Thursday, 21 July 2016

Interview with a Murderer
Dir: David Howard
2016
****
On the 19th September 1976, 13 year old Carl Bridgewater was shot dead while delivering newspapers to a farm near the town of Stourbridge, Staffordshire. His murder sparked a huge man hunt and shocked the nation to its core. After intensive police investigations, convicted armed robbers Patrick Molloy, James Robinson and cousins Michael and Vincent Hickey were arrested with Michael Hickey directly accused of the murder. They became known as the Bridgewater Four. However, the four admitted their crimes but always denied the murder, in 1997 they won an appeal when it became clear that Molloy had been bullied by police into signing a confession and the surviving men were freed.
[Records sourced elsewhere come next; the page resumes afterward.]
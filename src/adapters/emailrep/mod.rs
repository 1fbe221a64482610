//! EmailRep reputation lookups
//!
//! `GET {base_url}/{email}` returns a JSON document describing the address.
//! The client only deals with transport and status codes; shaping the body
//! is left to `services::normalization`.

use reqwest::StatusCode;
use serde_json::Value;
use std::time::Duration;
use tracing::{debug, warn};
use url::Url;

use crate::config::EmailRepConfig;
use crate::types::error::{GuardError, Result};

pub struct EmailRepClient {
    http: reqwest::Client,
    base_url: Url,
    api_key: Option<String>,
}

impl EmailRepClient {
    pub fn new(config: &EmailRepConfig) -> Result<Self> {
        let base_url = Url::parse(&config.base_url).map_err(|e| {
            GuardError::Config(format!("Invalid EmailRep base URL {}: {}", config.base_url, e))
        })?;

        if base_url.cannot_be_a_base() {
            return Err(GuardError::Config(format!(
                "EmailRep base URL cannot be a base: {}",
                config.base_url
            )));
        }

        let http = reqwest::Client::builder()
            .user_agent(config.user_agent.clone())
            .timeout(Duration::from_secs(config.timeout_secs))
            .build()
            .map_err(|e| GuardError::Config(format!("HTTP client error: {}", e)))?;

        Ok(Self {
            http,
            base_url,
            api_key: config.api_key.clone(),
        })
    }

    /// URL for a single address, with the email as one percent-encoded path segment
    pub fn lookup_url(&self, email: &str) -> Url {
        let mut url = self.base_url.clone();
        if let Ok(mut segments) = url.path_segments_mut() {
            segments.pop_if_empty().push(email);
        }
        url
    }

    /// Query the reputation of `email` and return the raw JSON body.
    pub async fn query(&self, email: &str) -> Result<Value> {
        let url = self.lookup_url(email);
        debug!(%url, "Querying EmailRep");

        let mut request = self
            .http
            .get(url)
            .header(reqwest::header::ACCEPT, "application/json");

        if let Some(key) = &self.api_key {
            request = request.header("Key", key);
        }

        let resp = request
            .send()
            .await
            .map_err(|e| GuardError::Network(format!("EmailRep request failed: {}", e)))?;

        let status = resp.status();
        if status == StatusCode::TOO_MANY_REQUESTS {
            warn!("EmailRep rate limit hit");
            return Err(GuardError::RateLimited);
        }

        let text = resp
            .text()
            .await
            .map_err(|e| GuardError::Network(format!("Failed to read EmailRep response: {}", e)))?;

        if !status.is_success() {
            let details = serde_json::from_str(&text).unwrap_or(Value::String(text));
            warn!(status = status.as_u16(), "EmailRep returned an error");
            return Err(GuardError::Upstream {
                status: status.as_u16(),
                details,
            });
        }

        serde_json::from_str(&text)
            .map_err(|e| GuardError::Parse(format!("Failed to parse EmailRep response: {}", e)))
    }
}

#[cfg(test)]
mod tests {
    use super::*;

    fn client(base_url: &str) -> EmailRepClient {
        EmailRepClient::new(&EmailRepConfig {
            base_url: base_url.to_string(),
            ..EmailRepConfig::default()
        })
        .unwrap()
    }

    #[test]
    fn test_lookup_url() {
        let client = client("https://emailrep.io");
        assert_eq!(
            client.lookup_url("bill@microsoft.com").as_str(),
            "https://emailrep.io/bill@microsoft.com"
        );
    }

    #[test]
    fn test_lookup_url_encodes_segment() {
        let client = client("https://emailrep.io/");
        assert_eq!(
            client.lookup_url("a/b c@x.com").as_str(),
            "https://emailrep.io/a%2Fb%20c@x.com"
        );
    }

    #[test]
    fn test_lookup_url_keeps_base_path() {
        let client = client("http://127.0.0.1:9000/mock");
        assert_eq!(
            client.lookup_url("a@b.com").as_str(),
            "http://127.0.0.1:9000/mock/a@b.com"
        );
    }

    #[test]
    fn test_invalid_base_url() {
        let result = EmailRepClient::new(&EmailRepConfig {
            base_url: "not a url".to_string(),
            ..EmailRepConfig::default()
        });
        assert!(matches!(result, Err(GuardError::Config(_))));
    }
}
use r2d2::Pool;
use r2d2_sqlite::SqliteConnectionManager;
use std::fs;
use std::path::Path;

use crate::types::error::GuardError;

pub type DbPool = Pool<SqliteConnectionManager>;

pub fn create_pool(db_path: &Path) -> Result<DbPool, GuardError> {
    if let Some(parent) = db_path.parent().filter(|p| !p.as_os_str().is_empty()) {
        fs::create_dir_all(parent)?;
    }

    let manager = SqliteConnectionManager::file(db_path);

    let pool = Pool::builder()
        .max_size(8)
        .build(manager)?;

    let conn = pool.get()?;

    conn.execute_batch(
        "PRAGMA journal_mode = WAL;
         PRAGMA synchronous = NORMAL;
         PRAGMA temp_store = MEMORY;"
    )?;

    Ok(pool)
}

/// Single-connection pool; every `:memory:` connection is its own database.
pub fn create_memory_pool() -> Result<DbPool, GuardError> {
    let manager = SqliteConnectionManager::memory();
    let pool = Pool::builder().max_size(1).build(manager)?;
    Ok(pool)
}
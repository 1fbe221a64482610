//! Business logic services
//!
//! This module contains HTTP-agnostic business logic that can be reused
//! across different contexts (routes, tests, etc.).
//!
//! Services should:
//! - Not depend on axum types
//! - Use GuardError for error handling
//! - Take the store and client they need as parameters

mod helpers;
mod lookup_service;
pub mod normalization;
pub mod stats;

pub use helpers::*;
pub use lookup_service::*;
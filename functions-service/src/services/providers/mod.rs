pub mod email;

use async_trait::async_trait;
use serde::{Deserialize, Serialize};
use thiserror::Error;

pub use email::{MockEmailProvider, ResendProvider};

#[derive(Debug, Error)]
pub enum ProviderError {
    #[error("Provider not enabled: {0}")]
    NotEnabled(String),

    #[error("Configuration error: {0}")]
    Configuration(String),

    #[error("Connection error: {0}")]
    Connection(String),

    #[error("Send error: {0}")]
    SendFailed(String),

    #[error("Invalid recipient: {0}")]
    InvalidRecipient(String),
}

#[derive(Debug, Clone, Serialize, Deserialize)]
pub struct ProviderResponse {
    pub provider_id: Option<String>,
    pub success: bool,
    pub message: Option<String>,
}

impl ProviderResponse {
    pub fn success(provider_id: Option<String>) -> Self {
        Self {
            provider_id,
            success: true,
            message: None,
        }
    }
}

/// One outbound email, addressed to one or more recipients. A provider
/// delivers the whole recipient list in a single call, so a send either
/// reaches everyone or no one. Ephemeral; never persisted.
#[derive(Debug, Clone)]
pub struct EmailMessage {
    pub from: String,
    pub to: Vec<String>,
    pub subject: String,
    pub body_html: Option<String>,
    pub body_text: Option<String>,
    pub reply_to: Option<String>,
}

#[async_trait]
pub trait EmailProvider: Send + Sync {
    async fn send(&self, email: &EmailMessage) -> Result<ProviderResponse, ProviderError>;
    async fn health_check(&self) -> Result<(), ProviderError>;
    fn is_enabled(&self) -> bool;
}
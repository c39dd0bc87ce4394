mod common;

use chrono::{Duration, Utc};
use common::{user_with_email, TestApp};
use functions_service::models::{User, Verification};
use reqwest::Client;
use serde_json::json;

async fn trigger_user_created(app: &TestApp, client: &Client, user_id: &str) -> reqwest::Response {
    let user = app.user(user_id).await;
    client
        .post(format!("{}/triggers/user_created", app.address))
        .json(&json!({ "userId": user_id, "user": user }))
        .send()
        .await
        .expect("Failed to execute request")
}

// =============================================================================
// Health
// =============================================================================

#[tokio::test]
async fn health_check_works() {
    let app = TestApp::spawn().await;
    let client = Client::new();

    let response = client
        .get(format!("{}/health", app.address))
        .send()
        .await
        .expect("Failed to execute request");

    assert!(response.status().is_success());

    let body: serde_json::Value = response.json().await.expect("Failed to parse response");
    assert_eq!(body["status"], "ok");
    assert_eq!(body["service"], "functions-service");
}

// =============================================================================
// Trigger A: user created
// =============================================================================

#[tokio::test]
async fn user_creation_issues_one_token_and_one_email() {
    let app = TestApp::spawn().await;
    let client = Client::new();
    app.seed_user("u1", user_with_email("a@example.com")).await;

    let response = trigger_user_created(&app, &client, "u1").await;
    assert_eq!(response.status(), 202);

    let body: serde_json::Value = response.json().await.expect("Failed to parse response");
    assert_eq!(body["status"], "sent");

    // Exactly one verification token written, with a future expiry
    let user = app.user("u1").await;
    let verification = user.verification.expect("verification sub-record missing");
    assert_eq!(verification.token.len(), 64);
    assert!(verification.expires_at > Utc::now());

    // Exactly one email attempted, to the user's address, containing the link
    assert_eq!(app.mailbox.send_count(), 1);
    let sent = app.mailbox.sent_messages();
    assert_eq!(sent[0].to, vec!["a@example.com"]);
    let html = sent[0].body_html.as_deref().expect("html body missing");
    assert!(html.contains(&format!(
        "{}/handle_verification_click?token={}",
        common::TEST_BASE_URL,
        verification.token
    )));
}

#[tokio::test]
async fn user_without_email_is_skipped_not_retried() {
    let app = TestApp::spawn().await;
    let client = Client::new();
    app.seed_user("u1", User::default()).await;

    let response = trigger_user_created(&app, &client, "u1").await;
    assert_eq!(response.status(), 200);

    let body: serde_json::Value = response.json().await.expect("Failed to parse response");
    assert_eq!(body["status"], "skipped");
    assert_eq!(body["reason"], "no email address");
    assert_eq!(app.mailbox.send_count(), 0);
}

#[tokio::test]
async fn already_verified_user_is_skipped() {
    let app = TestApp::spawn().await;
    let client = Client::new();
    app.seed_user(
        "u1",
        User {
            verified: true,
            ..user_with_email("a@example.com")
        },
    )
    .await;

    let response = trigger_user_created(&app, &client, "u1").await;
    assert_eq!(response.status(), 200);

    let body: serde_json::Value = response.json().await.expect("Failed to parse response");
    assert_eq!(body["status"], "skipped");
    assert_eq!(app.mailbox.send_count(), 0);
}

// =============================================================================
// Operation B: verification click
// =============================================================================

#[tokio::test]
async fn valid_token_marks_user_verified_and_is_consumed() {
    let app = TestApp::spawn().await;
    let client = Client::new();
    app.seed_user("u1", user_with_email("a@example.com")).await;
    trigger_user_created(&app, &client, "u1").await;

    let token = app.user("u1").await.verification.expect("token").token;

    let response = client
        .get(format!(
            "{}/handle_verification_click?token={}",
            app.address, token
        ))
        .send()
        .await
        .expect("Failed to execute request");
    assert_eq!(response.status(), 200);

    let user = app.user("u1").await;
    assert!(user.verified);
    assert!(user.verification.is_none());
}

#[tokio::test]
async fn consumed_token_fails_a_second_validation() {
    let app = TestApp::spawn().await;
    let client = Client::new();
    app.seed_user("u1", user_with_email("a@example.com")).await;
    trigger_user_created(&app, &client, "u1").await;

    let token = app.user("u1").await.verification.expect("token").token;
    let url = format!("{}/handle_verification_click?token={}", app.address, token);

    let first = client.get(&url).send().await.expect("request");
    assert_eq!(first.status(), 200);

    let second = client.get(&url).send().await.expect("request");
    assert_eq!(second.status(), 404);
}

#[tokio::test]
async fn expired_token_is_rejected_distinctly_from_unknown() {
    let app = TestApp::spawn().await;
    let client = Client::new();
    app.seed_user(
        "u1",
        User {
            verification: Some(Verification {
                token: "deadbeef".repeat(8),
                expires_at: Utc::now() - Duration::minutes(5),
            }),
            ..user_with_email("a@example.com")
        },
    )
    .await;

    let response = client
        .get(format!(
            "{}/handle_verification_click?token={}",
            app.address,
            "deadbeef".repeat(8)
        ))
        .send()
        .await
        .expect("Failed to execute request");

    // Expired is a 400, not the 404 an unknown token gets
    assert_eq!(response.status(), 400);
    let body: serde_json::Value = response.json().await.expect("Failed to parse response");
    assert!(body["error"]
        .as_str()
        .expect("error message")
        .contains("expired"));

    let user = app.user("u1").await;
    assert!(!user.verified);
}

#[tokio::test]
async fn unknown_token_is_not_found() {
    let app = TestApp::spawn().await;
    let client = Client::new();

    let response = client
        .get(format!(
            "{}/handle_verification_click?token=no-such-token",
            app.address
        ))
        .send()
        .await
        .expect("Failed to execute request");

    assert_eq!(response.status(), 404);
}

#[tokio::test]
async fn missing_token_is_bad_request() {
    let app = TestApp::spawn().await;
    let client = Client::new();

    let response = client
        .get(format!("{}/handle_verification_click", app.address))
        .send()
        .await
        .expect("Failed to execute request");

    assert_eq!(response.status(), 400);
}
Once again, attention turned to the man the police had originally suspected. Bert Spencer was initially the main suspect after he fit the description of a man seen fleeing the murder scene minutes after the murder. Spencer was known at the farm, had a gun licence and would shoot around the farm's grounds and lived five doors down from victim Carl Bridgewater. If this weren't enough, shortly after the Bridgewater Four were imprisoned, Spencer shot dead his friend Hubert Wilkes in a very similar way to how Carl was killed. He served a life sentence for his crime and was released in 1995. While writing his in-depth book on the subject (Scapegoat for Murder: The truth about the killing of Carl Bridgewater), crime-writer Simon W. Golding approached criminologist Professor David Wilson to interview Spencer to see if he could find an answer that would match his theories. Spencer agreed. Professor David Wilson remained impartial and led his own investigations into the crime and interviewed Spencer, his alibi and his ex-wife to draw his own conclusions. What follows is an eerily disturbing and intriguing journey into a damaged mind. Bert Spencer is a murderer but whether he killed Carl Bridgewater remains a frustrating unanswered question but after time, David Wilson discovers an alternative theory that might just have some weight to it. The documentary goes from run-of-the-mill to edge-of-your-seat very quickly with unpredictable twists coming fast and furious. Nothing is staged and everything is as it happens which makes for almost painfully compelling viewing. A one of a kind crime documentary that deserves a follow up in time.